• **Work to be completed**
Retype the complete listing without any change.
Start of Excerpted records
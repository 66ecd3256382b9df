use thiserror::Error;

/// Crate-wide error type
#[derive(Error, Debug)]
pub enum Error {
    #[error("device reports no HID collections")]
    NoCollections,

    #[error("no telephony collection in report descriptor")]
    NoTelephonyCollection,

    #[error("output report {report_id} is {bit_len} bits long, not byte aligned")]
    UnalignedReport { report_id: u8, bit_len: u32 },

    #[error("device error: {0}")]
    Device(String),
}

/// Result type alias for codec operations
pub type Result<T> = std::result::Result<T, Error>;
End of Excerpted records
• **Task output**
repository 66ecd3256382b9df
use thiserror::Error;

/// Crate-wide error type
#[derive(Error, Debug)]
pub enum Error {
    #[error("device reports no HID collections")]
    NoCollections,

    #[error("no telephony collection in report descriptor")]
    NoTelephonyCollection,

    #[error("output report {report_id} is {bit_len} bits long, not byte aligned")]
    UnalignedReport { report_id: u8, bit_len: u32 },

    #[error("device error: {0}")]
    Device(String),
}

/// Result type alias for codec operations
pub type Result<T> = std::result::Result<T, Error>;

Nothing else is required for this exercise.